DeiT shows that Transformers can be successfully applied to computer vision tasks, with limited access to data and resources. For more details on DeiT, see the repo and paper.
Classifying Images with DeiT¶
Follow the README.md
at the DeiT repository for detailed information on how to
classify images using DeiT, or for a quick test, first install the
required packages:
pip install torch torchvision timm pandas requests
To run in Google Colab, install dependencies by running the following command:
!pip install timm pandas requests
then run the script below:
from PIL import Image
import torch
import timm
import requests
import torchvision.transforms as transforms
from timm.data.constants import IMAGENET_DEFAULT_MEAN, IMAGENET_DEFAULT_STD
print(torch.__version__)
# should be 1.8.0
model = torch.hub.load('facebookresearch/deit:main', 'deit_base_patch16_224', pretrained=True)
model.eval()
transform = transforms.Compose([
transforms.Resize(256, interpolation=3),
transforms.CenterCrop(224),
transforms.ToTensor(),
transforms.Normalize(IMAGENET_DEFAULT_MEAN, IMAGENET_DEFAULT_STD),
])
img = Image.open(requests.get("https://raw.githubusercontent.com/pytorch/ios-demo-app/master/HelloWorld/HelloWorld/HelloWorld/image.png", stream=True).raw)

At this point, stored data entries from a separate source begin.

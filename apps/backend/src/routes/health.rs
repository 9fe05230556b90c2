use actix_web::{web, HttpResponse};
use migration::get_latest_migration_version;
use sea_orm::{ConnectionTrait, Statement};
use serde::Serialize;
use time::format_description::well_known::Rfc3339;
use time::OffsetDateTime;

use crate::error::AppError;
use crate::state::app_state::AppState;

#[derive(Debug, Serialize)]
struct HealthResponse {
    status: &'static str,
    app_version: &'static str,
    db: &'static str,
    #[serde(skip_serializing_if = "Option::is_none")]
    db_error: Option<String>,
    migrations: String,
    time: String,
}

async fn health(app_state: web::Data<AppState>) -> Result<HttpResponse, AppError> {
    let time = OffsetDateTime::now_utc()
        .format(&Rfc3339)
        .unwrap_or_else(|_| "unknown".to_string());

    let (db, db_error, migrations) = match app_state.db() {
        None => ("memory", None, "n/a".to_string()),
        Some(conn) => {
            let probe = conn
                .query_one(Statement::from_string(
                    conn.get_database_backend(),
                    "SELECT 1 AS health_check".to_string(),
                ))
                .await;
            match probe {
                Ok(_) => {
                    let version = match get_latest_migration_version(conn).await {
                        Ok(Some(version)) => version,
                        Ok(None) => "no_migrations".to_string(),
                        Err(_) => "unknown".to_string(),
                    };
                    ("ok", None, version)
                }
                Err(e) => (
                    "error",
                    Some(format!("DB query failed: {e}")),
                    "unknown".to_string(),
                ),
            }
        }
    };

    let status = if db == "error" { "degraded" } else { "ok" };

    Ok(HttpResponse::Ok().json(HealthResponse {
        status,
        app_version: env!("CARGO_PKG_VERSION"),
        db,
        db_error,
        migrations,
        time,
    }))
}

pub fn configure_routes(cfg: &mut web::ServiceConfig) {
    cfg.route("/health", web::get().to(health));
}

img = transform(img)[None,]
out = model(img)
clsidx = torch.argmax(out)
print(clsidx.item())
2.5.0+cu124
Downloading: "https://github.com/facebookresearch/deit/zipball/main" to /var/lib/ci-user/.cache/torch/hub/main.zip
/usr/local/lib/python3.10/dist-packages/timm/models/registry.py:4: FutureWarning:
Importing from timm.models.registry is deprecated, please import via timm.models
/usr/local/lib/python3.10/dist-packages/timm/models/layers/__init__.py:48: FutureWarning:
Importing from timm.models.layers is deprecated, please import via timm.layers
/var/lib/ci-user/.cache/torch/hub/facebookresearch_deit_main/models.py:63: UserWarning:
Overwriting deit_tiny_patch16_224 in registry with models.deit_tiny_patch16_224. This is because the name being registered conflicts with an existing name. Please check if this is not expected.
/var/lib/ci-user/.cache/torch/hub/facebookresearch_deit_main/models.py:78: UserWarning:
Overwriting deit_small_patch16_224 in registry with models.deit_small_patch16_224. This is because the name being registered conflicts with an existing name. Please check if this is not expected.

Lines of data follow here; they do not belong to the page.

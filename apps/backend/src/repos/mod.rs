//! Storage capabilities for the domain layer.

pub mod score_cards;

pub use score_cards::ScoreCardRepo;
use std::time::{Duration, SystemTime};

use backend::auth::jwt::mint_access_token;
use backend::state::security_config::SecurityConfig;

use super::state::test_security;

/// `Authorization` header value for a freshly minted token.
pub fn bearer(sub: &str, name: Option<&str>) -> String {
    bearer_with(sub, name, SystemTime::now(), &test_security())
}

/// A token that expired well past the default leeway.
pub fn expired_bearer(sub: &str) -> String {
    let issued = SystemTime::now() - Duration::from_secs(60 * 60);
    bearer_with(sub, None, issued, &test_security())
}

/// A token signed with a secret the app does not know.
pub fn foreign_bearer(sub: &str) -> String {
    bearer_with(
        sub,
        None,
        SystemTime::now(),
        &SecurityConfig::new(b"someone-else".to_vec()),
    )
}

fn bearer_with(
    sub: &str,
    name: Option<&str>,
    now: SystemTime,
    security: &SecurityConfig,
) -> String {
    let token = mint_access_token(sub, name, now, security).expect("token should mint");
    format!("Bearer {token}")
}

/var/lib/ci-user/.cache/torch/hub/facebookresearch_deit_main/models.py:93: UserWarning:
Overwriting deit_base_patch16_224 in registry with models.deit_base_patch16_224. This is because the name being registered conflicts with an existing name. Please check if this is not expected.
/var/lib/ci-user/.cache/torch/hub/facebookresearch_deit_main/models.py:108: UserWarning:
Overwriting deit_tiny_distilled_patch16_224 in registry with models.deit_tiny_distilled_patch16_224. This is because the name being registered conflicts with an existing name. Please check if this is not expected.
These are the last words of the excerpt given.